Jungian and Catholic?
Part IV

Chapter 10: The Charismatic Movement


We have reached the stage of applying our interactive approach to the relationship between Jung's psychology and Christian spirituality. In the past, Christian reflection on the interior life could draw on the general principles of a philosophical psychology and practical rules of thumb derived from personal experience, but it did not have access to a genuine natural science of the psyche, for such a science did not yet exist. Let's apply this interactive approach to the Catholic Charismatic movement to see how well it will function in practice.

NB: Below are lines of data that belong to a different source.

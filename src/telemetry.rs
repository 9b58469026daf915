use tracing_subscriber::{layer::SubscriberExt, util::SubscriberInitExt};

/// Install the global subscriber
///
/// The filter is read from `POINTS_LOG` and falls back to `info`.
pub fn init_tracing() {
    tracing_subscriber::registry()
        .with(
            tracing_subscriber::EnvFilter::try_from_env("POINTS_LOG")
                .unwrap_or_else(|_| tracing_subscriber::EnvFilter::new("info")),
        )
        .with(tracing_subscriber::fmt::layer())
        .init();
}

In the Catholic Charismatic movement a central place is given to the baptism in the Holy Spirit and the gifts which are received through it. These include speaking in unknown tongues, interpretation of these tongues, healing, and resting in the Spirit. Catholic Charismatics do not identify the baptism in the Holy Spirit with speaking in tongues but there is a strong connection between the two. As Kevin and Dorothy Ranaghan, two well respected Catholic Charismatics put it: "Today in the worldwide Pentecostal movement, and among Catholics who have received the baptism in the Holy Spirit, praying in tongues is the normal and expected sign of the baptism in the Holy Spirit. It is usually, but not always, the first gift exercised. It is unquestionably a physical concretization of the presence of the Spirit." (Catholic Pentecostals Today, p. 165)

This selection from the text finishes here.